# Sticky  The Chihuahua--Video(s) of the Breed Standard



## MChis (Oct 13, 2009)

I just came across these series of youtube videos last night on a Show Chis FB group & thought how useful they'd have been when I was just becoming interested in learning about the Chi standard. So I thought maybe someone here may possibly be interested in them as well? There is always some misunderstanding on what is "correct" & this pretty much covers the very basics of the Chihuahua breed standard. 

Part 1: 



Part 2: 



Part 3:


----------



## Buildthemskywards (Jun 16, 2012)

An interesting watch. Thanks for posting


----------



## jan896 (Dec 9, 2009)

this should be a Sticky Post....... very informative!!!!


----------



## ~LS~ (Oct 29, 2011)

Aww such sweet pups, they all look "desirable" to me. :love2:

Definitely very educational vids. Thanks for sharing Heather.


----------



## KrystalLeigh (Aug 17, 2011)

Very interesting! Made for some great entertainment when my husband started imitating the narrator. I was laughing SO hard.


----------



## MChis (Oct 13, 2009)

jan896 said:


> this should be a Sticky Post....... very informative!!!!


Definitely! It would be great for those wondering if their Chis are show quality...wanting to show them or for those people who want to breed for the standard and may be confused on just what that is. Or...for those who are just curious.  I totally wish id have had that to watch when first learning...would have saved me a lot of time and confusion. LOL


----------



## Moonfall (Nov 16, 2012)

A couple of the "correct" chis had such HUGE necks my goodness.

It looked wayyyy front heavy. How odd if that was the standard.

Very informative post!


----------



## Kelliope (Mar 11, 2011)

I thought so too, Moonfall!


----------



## Ay Chi-mama (Nov 28, 2012)

> Very interesting! Made for some great entertainment when my husband started imitating the narrator. I was laughing SO hard.

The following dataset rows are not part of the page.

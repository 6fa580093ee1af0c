//! Blueprint model for the schemata GraphQL schema compiler.
//!
//! A [`Blueprint`] is the in-memory form of a schema as it moves through the
//! compilation pipeline:
//!
//! ```text
//! schema modules → lower → Blueprint → phases → hydrate → SDL
//! ```
//!
//! Types are stored in an arena keyed by name. Fields refer back to their
//! owning type by name, and runtime behaviors live in a side table keyed by
//! [`NodeId`], so none of the model needs shared ownership.

mod behavior;
mod blueprint;
mod error;
mod field;
mod node;
mod type_ref;
mod types;
mod value;

pub use behavior::{Behavior, Behaviors, IsTypeOf, TypeResolver};
pub use blueprint::{Blueprint, SchemaDefinition};
pub use error::{Error, Result};
pub use field::{
    ArgumentDefinition, Deprecation, EnumValueDefinition, FieldDefinition, FieldImport, FieldMap,
};
pub use node::{Node, NodeId};
pub use type_ref::TypeRef;
pub use types::{
    BUILTIN_SCALARS, EnumType, InputObjectType, InterfaceType, ObjectType, ScalarType, TypeDefinition,
    TypeKind, UnionType,
};
pub use value::Value;
//! Lint for the reserved `__` prefix.

use schemata_blueprint::Blueprint;

use super::{super::Lint, describe, named_nodes};
use crate::Error;

/// Lint that errors on user names starting with `__`.
pub struct ReservedPrefixLint;

impl Lint for ReservedPrefixLint {
    fn name(&self) -> &'static str {
        "reserved-prefix"
    }

    fn description(&self) -> &'static str {
        "Names beginning with \"__\" are reserved for introspection"
    }

    fn check(&self, blueprint: &Blueprint, errors: &mut Vec<Error>) {
        for (name, node) in named_nodes(blueprint) {
            if name.starts_with("__") {
                errors.push(Error::ReservedName {
                    name: name.to_string(),
                    location: describe(&node),
                });
            }
        }
    }
}
//! Built-in pipeline phases.

mod conformance;
mod defaults;
mod imports;
mod link;
pub mod validate;

pub use conformance::ConformancePhase;
pub use defaults::DefaultsPhase;
pub use imports::ImportsPhase;
pub use link::LinkPhase;
pub use validate::ValidatePhase;
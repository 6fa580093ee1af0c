//! Compiler errors.

use std::fmt;

use schemata_blueprint::TypeKind;
use thiserror::Error;

/// Result type for compiler operations.
pub type Result<T, E = Error> = std::result::Result<T, E>;

/// A single compile error.
#[derive(Debug, Clone, PartialEq, Eq, Error)]
pub enum Error {
    #[error("unknown type `{name}` referenced by {location}")]
    UnknownType { name: String, location: String },

    #[error("cannot insert `{phase}`: no phase named `{anchor}`")]
    AnchorNotFound { anchor: String, phase: String },

    #[error("phase `{name}` is already in the pipeline")]
    DuplicatePhase { name: String },

    #[error("no phase named `{name}`")]
    PhaseNotFound { name: String },

    #[error("`{type_name}` implements `{interface}` but does not define field `{field}`")]
    InterfaceConformanceViolation {
        type_name: String,
        interface: String,
        field: String,
    },

    #[error("cannot render a default value for `{type_name}`: {reason}")]
    UnsupportedDefaultType { type_name: String, reason: String },

    #[error("invalid default value for `{type_name}`: expected {expected}, found {found}")]
    InvalidDefault {
        type_name: String,
        expected: String,
        found: String,
    },

    #[error("`{value}` is not a value of enum `{enum_name}`")]
    UnknownEnumValue { enum_name: String, value: String },

    #[error("field imports form a cycle: {}", .path.join(" -> "))]
    ImportCycle { path: Vec<String> },

    #[error("schema has no query root type")]
    MissingQueryRoot,

    #[error("{operation} root must be an object type, but `{name}` is {}", .kind.article())]
    InvalidRootType {
        operation: String,
        name: String,
        kind: TypeKind,
    },

    #[error("union `{union_name}` member `{member}` is not an object type")]
    InvalidUnionMember { union_name: String, member: String },

    #[error("`{type_name}` implements `{name}`, which is not an interface")]
    NotAnInterface { type_name: String, name: String },

    #[error("invalid name `{name}` at {location}: {reason}")]
    InvalidName {
        name: String,
        location: String,
        reason: String,
    },

    #[error("name `{name}` at {location} must not begin with \"__\"")]
    ReservedName { name: String, location: String },

    #[error("enum `{enum_name}` declares more than one value named `{alias}`")]
    DuplicateEnumAlias { enum_name: String, alias: String },

    #[error("`{first}` and `{second}` both print as `{printed}` in {location}")]
    PrintedNameCollision {
        location: String,
        printed: String,
        first: String,
        second: String,
    },

    #[error("{operation} root is declared as `{first}` and again as `{second}`")]
    DuplicateRootOperation {
        operation: String,
        first: String,
        second: String,
    },

    #[error("plugin `{plugin}` failed: {message}")]
    Plugin { plugin: String, message: String },

    #[error("{0}")]
    Custom(String),

    #[error(transparent)]
    Blueprint(#[from] schemata_blueprint::Error),
}

impl Error {
    /// Create an error from any message, for use in custom phases.
    pub fn custom(message: impl fmt::Display) -> Self {
        Error::Custom(message.to_string())
    }
}

/// Every error found by one phase.
#[derive(Debug, Clone, Default, PartialEq, Eq)]
pub struct PhaseErrors(Vec<Error>);

impl PhaseErrors {
    pub fn new() -> Self {
        Self::default()
    }

    pub fn push(&mut self, error: impl Into<Error>) {
        self.0.push(error.into());
    }

    pub fn is_empty(&self) -> bool {
        self.0.is_empty()
    }

    pub fn len(&self) -> usize {
        self.0.len()
    }

    pub fn iter(&self) -> std::slice::Iter<'_, Error> {
        self.0.iter()
    }

    pub fn into_vec(self) -> Vec<Error> {
        self.0
    }

    /// `Ok(value)` if no errors were collected.
    pub fn into_result<T>(self, value: T) -> Result<T, PhaseErrors> {
        if self.is_empty() { Ok(value) } else { Err(self) }
    }
}

impl From<Error> for PhaseErrors {
    fn from(error: Error) -> Self {
        Self(vec![error])
    }
}

impl From<schemata_blueprint::Error> for PhaseErrors {
    fn from(error: schemata_blueprint::Error) -> Self {
        Self(vec![Error::Blueprint(error)])
    }
}

impl From<Vec<Error>> for PhaseErrors {
    fn from(errors: Vec<Error>) -> Self {
        Self(errors)
    }
}

impl Extend<Error> for PhaseErrors {
    fn extend<I: IntoIterator<Item = Error>>(&mut self, iter: I) {
        self.0.extend(iter);
    }
}

impl IntoIterator for PhaseErrors {
    type Item = Error;
    type IntoIter = std::vec::IntoIter<Error>;

    fn into_iter(self) -> Self::IntoIter {
        self.0.into_iter()
    }
}

impl<'a> IntoIterator for &'a PhaseErrors {
    type Item = &'a Error;
    type IntoIter = std::slice::Iter<'a, Error>;

    fn into_iter(self) -> Self::IntoIter {
        self.0.iter()
    }
}

impl fmt::Display for PhaseErrors {
    fn fmt(&self, f: &mut fmt::Formatter<'_>) -> fmt::Result {
        write_joined(f, &self.0)
    }
}

impl std::error::Error for PhaseErrors {}

/// A pipeline run stopped at a failing phase.
#[derive(Debug, Clone, PartialEq, Eq, Error)]
#[error("phase `{phase}` failed: {}", Joined(.errors))]
pub struct PipelineError {
    /// Name of the phase that failed.
    pub phase: String,
    /// Every error that phase reported.
    pub errors: Vec<Error>,
}

impl PipelineError {
    pub fn new(phase: impl Into<String>, errors: impl Into<PhaseErrors>) -> Self {
        Self {
            phase: phase.into(),
            errors: errors.into().into_vec(),
        }
    }
}

/// Failure to produce a compiled blueprint.
#[derive(Debug, Clone, PartialEq, Eq, Error)]
pub enum ProviderError {
    #[error("failed to load schema `{identity}`: {message}")]
    Source { identity: String, message: String },

    #[error(transparent)]
    Compile(#[from] PipelineError),

    #[error("blueprint store failed for `{identity}`: {message}")]
    Store { identity: String, message: String },
}

struct Joined<'a>(&'a [Error]);

impl fmt::Display for Joined<'_> {
    fn fmt(&self, f: &mut fmt::Formatter<'_>) -> fmt::Result {
        write_joined(f, self.0)
    }
}

fn write_joined(f: &mut fmt::Formatter<'_>, errors: &[Error]) -> fmt::Result {
    for (i, error) in errors.iter().enumerate() {
        if i > 0 {
            f.write_str("; ")?;
        }
        write!(f, "{error}")?;
    }
    Ok(())
}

Lol My husband did the same thing...


----------



## KrystalLeigh (Aug 17, 2011)

Ay Chi-mama said:


> Lol My husband did the same thing...


No way! Mine was getting so offended at the term desirable. He was still talking about it today. haha


----------



## 23083 (Sep 22, 2011)

That was so much fun to watch! I loved all the undesirables...


----------



## Brodysmom (Jan 8, 2009)

How in the world did I miss this?! Great informative post Heather! A MUST SEE for anyone who is thinking about showing their dog. So much easier to understand the standard when you can see examples on live dogs.


----------



## maj (Apr 9, 2013)

was looking forward to watching those videos but ut says 
This video has been removed by the user !!


----------



## loupey (Oct 1, 2013)

Anyone know where to get the working videos?


----------



## AnnHelen (Nov 29, 2010)

Thanks  I'll watch it on the bed later.....


----------



## sammyp (Jun 14, 2011)

no !!! I really wanted to test my hubby on this. I told him to turn the tv down and told him i was testing him to see if he does what your partners do. So i was all set to go with my husband giving me strange looks then .+**+.
This video does not exsist  lol


----------



## michele (Jan 12, 2009)

It's such an old post 2012 ,may be taken down now.


----------



## AnnHelen (Nov 29, 2010)

Ohh that's why I coulden't see anything..it just said that the video was deleted..


----------